[ Content | Sidebar ]

Archives for April, 2020

Wlroots and Phosh on Samsung S7

April 19th, 2020

A few weekends ago I left my Samsung S7 running Gnome on software-rendered X11. This kind of works as a demo but it’s slow and clunky so I followed that by attempting to get Phosh running. Phosh is a gnome-shell replacement for Purism’s Librem5. It uses phoc as a Wayland compositor instead of Mutter, which in turn is based on wlroots, the compositor-as-a-library component of Sway.

It should be much easier to add a hwcomposer backend to wlroots than Mutter, and in fact someone already started: NotKit/wlroots.
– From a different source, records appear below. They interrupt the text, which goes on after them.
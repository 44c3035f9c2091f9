//! Per-particle parameter derivation

use crate::rand::SeedSamples;
use serde::{Deserialize, Serialize};

/// Longest stagger a particle can get, in seconds
pub const MAX_STAGGER_DELAY: f64 = 3.0 + 2.5 + 9.0 * 0.3;

/// Everything a resolver needs to know about one particle, derived purely
/// from its index.
///
/// Computed once when the particle is created and kept for its mounted
/// lifetime; re-deriving per frame would still give the same values, but
/// the field stores them so profiles never drift from the parameters that
/// produced them.
#[derive(Debug, Clone, Copy, PartialEq, Serialize, Deserialize)]
pub struct DerivedParameters {
    pub index: usize,
    pub samples: SeedSamples,
    /// Horizontal placement, percent of frame width (0 to 100)
    pub spread_position: f64,
    /// Size multiplier (0.5 to 1.2)
    pub size: f64,
    /// Shape sub-variant selector (0 to 9)
    pub shape_variant: u8,
    /// Seconds before the particle's first pass (0 to 8.2)
    pub stagger_delay: f64,
}

impl DerivedParameters {
    pub fn derive(index: usize) -> Self {
        let samples = SeedSamples::for_index(index);

        let spread_position = samples.s1 * 100.0;
        let size = 0.5 + samples.s2 * 0.7;
        let shape_variant = ((samples.s6 * 10.0).floor() as u8).min(9);
        // Two samples plus an index ramp so neighbouring particles never start together
        let stagger_delay = samples.s1 * 3.0 + samples.s4 * 2.5 + (index % 10) as f64 * 0.3;

        Self {
            index,
            samples,
            spread_position,
            size,
            shape_variant,
            stagger_delay,
        }
    }
}
//! Stable particle identifiers

use serde::{Deserialize, Serialize};
use std::fmt;

/// Identity of one particle within a field: `"{effect_tag}-{index}"`.
///
/// The key is derived, never allocated. Two mounts of the same effect tag
/// produce the same keys for the same indices, which is what lets a host
/// keep an already-running animation alive when the field is rebuilt.
#[derive(Clone, Hash, Eq, PartialEq, Ord, PartialOrd, Serialize, Deserialize)]
pub struct ParticleKey {
    effect_tag: String,
    index: usize,
}

impl ParticleKey {
    pub fn new(effect_tag: impl Into<String>, index: usize) -> Self {
        Self {
            effect_tag: effect_tag.into(),
            index,
        }
    }

    pub fn effect_tag(&self) -> &str {
        &self.effect_tag
    }

    pub fn index(&self) -> usize {
        self.index
    }

    /// Prefix used for gradient/definition ids inside a particle's shape,
    /// unique per particle so shapes never share paint servers.
    pub fn gradient_id(&self) -> String {
        format!("p-{}-{}", self.effect_tag, self.index)
    }
}

impl fmt::Debug for ParticleKey {
    fn fmt(&self, f: &mut fmt::Formatter<'_>) -> fmt::Result {
        write!(f, "ParticleKey({self})")
    }
}

impl fmt::Display for ParticleKey {
    fn fmt(&self, f: &mut fmt::Formatter<'_>) -> fmt::Result {
        write!(f, "{}-{}", self.effect_tag, self.index)
    }
}
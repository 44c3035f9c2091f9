//! Animation model for the Jianghu particle engine
//!
//! A particle's motion is described declaratively by an [`AnimationProfile`]:
//! a start placement, one keyframe track per animated property, and a
//! transition (duration, easing, delay, repeat). This crate owns that data
//! model plus the pure evaluation a rendering host needs:
//! - `easing`: cubic-bezier easing curves
//! - `sampler`: evenly spaced keyframe interpolation
//! - `timeline`: delay / play / repeat-delay phases of a looping profile

pub mod easing;
pub mod profile;
pub mod sampler;
pub mod timeline;

pub use easing::Easing;
pub use profile::{AnimationProfile, InitialStyle, Property, Repeat, Track, TransitionSpec, Unit};
pub use sampler::{sample_profile, sample_track, Offset, SampledState};
pub use timeline::{Phase, Timeline};
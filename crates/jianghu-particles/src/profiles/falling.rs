//! Types that fall from above the frame and sway as they drop

use super::{looping, opacity, rotate, scale, x_px, y_vh, ProfileDraft, ResolveContext};
use crate::params::DerivedParameters;
use crate::rand::coin;
use crate::shapes::ShapeFamily;
use jianghu_animation::{Easing, InitialStyle};

/// Start between 5% and 15% above the top edge
fn above_frame(p: &DerivedParameters, z_index: i32) -> InitialStyle {
    InitialStyle::at(p.spread_position, -(p.samples.s5 * 10.0 + 5.0)).with_z_index(z_index)
}

pub(super) fn petal(p: &DerivedParameters, ctx: &ResolveContext<'_>) -> ProfileDraft {
    let s = &p.samples;
    let sway = 70.0 + s.s2 * 100.0;
    let dir = coin(s.s3);
    let spin = s.s3 * 180.0;
    ProfileDraft {
        initial: above_frame(p, 14),
        tracks: vec![
            y_vh(vec![0.0, 125.0]),
            x_px(vec![0.0, sway * 0.35 * dir, -sway * 0.25, sway * 0.15 * dir]),
            rotate(vec![spin, spin + 480.0 * dir]),
            opacity(vec![0.0, 0.6, 0.55, 0.4, 0.0]),
            scale(vec![p.size * 0.7, p.size, p.size * 0.9, p.size * 0.65]),
        ],
        transition: looping(
            5.0 + s.s1 * 3.5,
            Easing::Linear,
            s.s1 * 0.8 + s.s2 * 0.5,
            0.5 + s.s4 * 1.5,
        ),
        shape: ctx.shape(ShapeFamily::PlumPetal, p.shape_variant, p.size),
    }
}

pub(super) fn fallen_leaf(p: &DerivedParameters, ctx: &ResolveContext<'_>) -> ProfileDraft {
    let s = &p.samples;
    let sway = 50.0 + s.s2 * 80.0;
    let dir = coin(s.s3);
    ProfileDraft {
        initial: above_frame(p, 14),
        tracks: vec![
            y_vh(vec![0.0, 115.0]),
            x_px(vec![0.0, sway * 0.35 * dir, -sway * 0.2 * dir, sway * 0.15]),
            rotate(vec![s.s3 * 40.0, s.s3 * 40.0 + 320.0 * coin(s.s2)]),
            opacity(vec![0.0, 0.7, 0.65, 0.5, 0.0]),
            scale(vec![0.7, 1.1, 1.0, 0.8]),
        ],
        transition: looping(
            4.0 + s.s1 * 2.5,
            Easing::Linear,
            s.s1 * 0.6 + s.s2 * 0.4,
            0.5 + s.s4,
        ),
        shape: ctx.shape(ShapeFamily::FallenLeaf, p.shape_variant, p.size),
    }
}

/// Snow drifts steadily to one side instead of swaying
pub(super) fn frost_snow(p: &DerivedParameters, ctx: &ResolveContext<'_>) -> ProfileDraft {
    let s = &p.samples;
    let sway = 40.0 + s.s2 * 60.0;
    ProfileDraft {
        initial: above_frame(p, 13),
        tracks: vec![
            y_vh(vec![0.0, 120.0]),
            x_px(vec![0.0, -sway * 0.35, -sway * 0.65, -sway * 0.95]),
            rotate(vec![0.0, 200.0 * coin(s.s3)]),
            opacity(vec![0.0, 0.7, 0.65, 0.5, 0.0]),
            scale(vec![0.6, 1.1, 1.0, 0.8]),
        ],
        transition: looping(
            4.0 + s.s1 * 2.5,
            Easing::Linear,
            s.s1 * 0.5 + s.s3 * 0.4,
            0.5 + s.s4,
        ),
        shape: ctx.shape(ShapeFamily::IceCrystal, p.shape_variant, p.size * 0.9),
    }
}

pub(super) fn dragon_palm(p: &DerivedParameters, ctx: &ResolveContext<'_>) -> ProfileDraft {
    let s = &p.samples;
    let sway = 90.0 + s.s2 * 130.0;
    let dir = coin(s.s3);
    let spin = s.s3 * 180.0;
    ProfileDraft {
        initial: above_frame(p, 14),
        tracks: vec![
            y_vh(vec![0.0, 125.0]),
            x_px(vec![0.0, sway * 0.45 * dir, -sway * 0.35, sway * 0.25 * dir]),
            rotate(vec![spin, spin + 600.0 * dir]),
            opacity(vec![0.0, 0.8, 0.75, 0.55, 0.0]),
            scale(vec![0.5, 1.2, 1.1, 0.6]),
        ],
        transition: looping(
            4.0 + s.s1 * 3.0,
            Easing::Linear,
            s.s1 * 0.6 + s.s2 * 0.4,
            0.4 + s.s4,
        ),
        shape: ctx.shape(ShapeFamily::WindblownLeaf, p.shape_variant, p.size),
    }
}

pub(super) fn greenwood(p: &DerivedParameters, ctx: &ResolveContext<'_>) -> ProfileDraft {
    let s = &p.samples;
    let sway = 60.0 + s.s2 * 90.0;
    ProfileDraft {
        initial: above_frame(p, 13),
        tracks: vec![
            y_vh(vec![0.0, 120.0]),
            x_px(vec![0.0, sway * 0.35 * coin(s.s3), sway * 0.65, sway * 0.45]),
            rotate(vec![0.0, 400.0 * coin(s.s4)]),
            opacity(vec![0.0, 0.8, 0.7, 0.5, 0.0]),
            scale(vec![0.7, 1.1, 1.0, 0.8]),
        ],
        transition: looping(
            4.5 + s.s1 * 3.0,
            Easing::EaseInOut,
            s.s1 * 0.6 + s.s3 * 0.4,
            0.5 + s.s5,
        ),
        shape: ctx.shape(ShapeFamily::GreenwoodLeaf, p.shape_variant, p.size),
    }
}
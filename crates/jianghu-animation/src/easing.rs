//! Cubic-bezier easing curves

use serde::{Deserialize, Serialize};

/// Easing curve applied to each segment between two keyframes
#[derive(Debug, Clone, Copy, PartialEq, Serialize, Deserialize)]
#[serde(rename_all = "camelCase")]
pub enum Easing {
    Linear,
    EaseIn,
    EaseOut,
    EaseInOut,
    /// Custom curve `(x1, y1, x2, y2)`, as in CSS `cubic-bezier()`
    CubicBezier([f64; 4]),
}

impl Easing {
    /// Control points of the equivalent cubic-bezier curve
    pub fn control_points(&self) -> [f64; 4] {
        match self {
            Easing::Linear => [0.0, 0.0, 1.0, 1.0],
            Easing::EaseIn => [0.42, 0.0, 1.0, 1.0],
            Easing::EaseOut => [0.0, 0.0, 0.58, 1.0],
            Easing::EaseInOut => [0.42, 0.0, 0.58, 1.0],
            Easing::CubicBezier(points) => *points,
        }
    }

    /// Map linear progress `t` in [0, 1] to eased progress.
    pub fn apply(&self, t: f64) -> f64 {
        let t = if t.is_nan() { 0.0 } else { t.clamp(0.0, 1.0) };
        if let Easing::Linear = self {
            return t;
        }
        let [x1, y1, x2, y2] = self.control_points();
        let u = solve_curve_x(x1.clamp(0.0, 1.0), x2.clamp(0.0, 1.0), t);
        bezier(y1, y2, u)
    }
}

/// One coordinate of a cubic bezier anchored at 0 and 1
fn bezier(p1: f64, p2: f64, u: f64) -> f64 {
    let inv = 1.0 - u;
    3.0 * inv * inv * u * p1 + 3.0 * inv * u * u * p2 + u * u * u
}

fn bezier_slope(p1: f64, p2: f64, u: f64) -> f64 {
    let inv = 1.0 - u;
    3.0 * inv * inv * p1 + 6.0 * inv * u * (p2 - p1) + 3.0 * u * u * (1.0 - p2)
}

/// Find the curve parameter whose x equals `x`.
///
/// Newton iterations first, bisection when the slope flattens out.
fn solve_curve_x(x1: f64, x2: f64, x: f64) -> f64 {
    const EPSILON: f64 = 1e-7;

    let mut u = x;
    for _ in 0..8 {
        let err = bezier(x1, x2, u) - x;
        if err.abs() < EPSILON {
            return u;
        }
        let slope = bezier_slope(x1, x2, u);
        if slope.abs() < 1e-6 {
            break;
        }
        u = (u - err / slope).clamp(0.0, 1.0);
    }

    let (mut lo, mut hi) = (0.0, 1.0);
    u = x;
    for _ in 0..64 {
        let value = bezier(x1, x2, u);
        if (value - x).abs() < EPSILON {
            break;
        }
        if value < x {
            lo = u;
        } else {
            hi = u;
        }
        u = (lo + hi) * 0.5;
    }
    u
}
I took this and rebased on the latest upstream wlroots tag, hacked the code around until it compiled with the new interface, ran the example app and… the screen flashed green for a second and then kernel panicked and rebooted. Ouch.

<0>[ 7300.959344] I[0:      swapper/0:    0] Kernel panic - not syncing: Unrecoverable System MMU Fault!!
<0>[ 7300.959382] I[0:      swapper/0:    0] Kernel loaded at: 0x8013c000, offset from compile-time address bc000
<3>[ 7300.959438] I[0:      swapper/0:    0] exynos_check_hardlockup_reason: smc_lockup virt: 0xffffffc879980000 phys: 0x00000008f9980000 size: 4096.
<0>[ 7300.959489] I[0:      swapper/0:    0] exynos_check_hardlockup_reason: SMC_CMD_GET_LOCKUP_REASON returns 0x1. fail to get the information.
<0>[ 7300.959534] I[0:      swapper/0:    0] exynos_ss_prepare_panic: no core got stucks in EL3 monitor.

The panic log is not very helpful, there’s no user stack trace.

After a painful few hours debugging by adding prints and sleeps and comparing against the working test_hwcomposer from libhybris I managed to fix it. I’ve pushed a hwcomposer-0.10.1 branch here.

Then I built phoc and phosh, linking against the modified wlroots and libhybris. To my surprise it Just Worked, with the exception of touch input. Input requires enabling the libinput backend of wlroots, and that in turn requires an active “session”. Session in the systemd world means being associated with a “seat” in systemd-logind. We can do that by starting phoc inside a systemd service and associating it with a TTY. I copied phosh.service from the Librem5 package and edited it for my system.

Unfortunately phoc then hangs at startup inside the wlroots libinput backend polling for sd_seat_can_graphical(..) to return true. Logind seems to make some people very angry, but debugging it with the source code and loginctl wasn’t too bad.

$ loginctl 
    132 1000 nick            
    162 1000 nick seat0 tty7     <---------------
      4 1000 nick            
      6 1000 nick            
      7 1000 nick            
     c2    0 root       pts/4
6 sessions listed.

Here phoc is running on seat0 which is attached to /dev/tty7.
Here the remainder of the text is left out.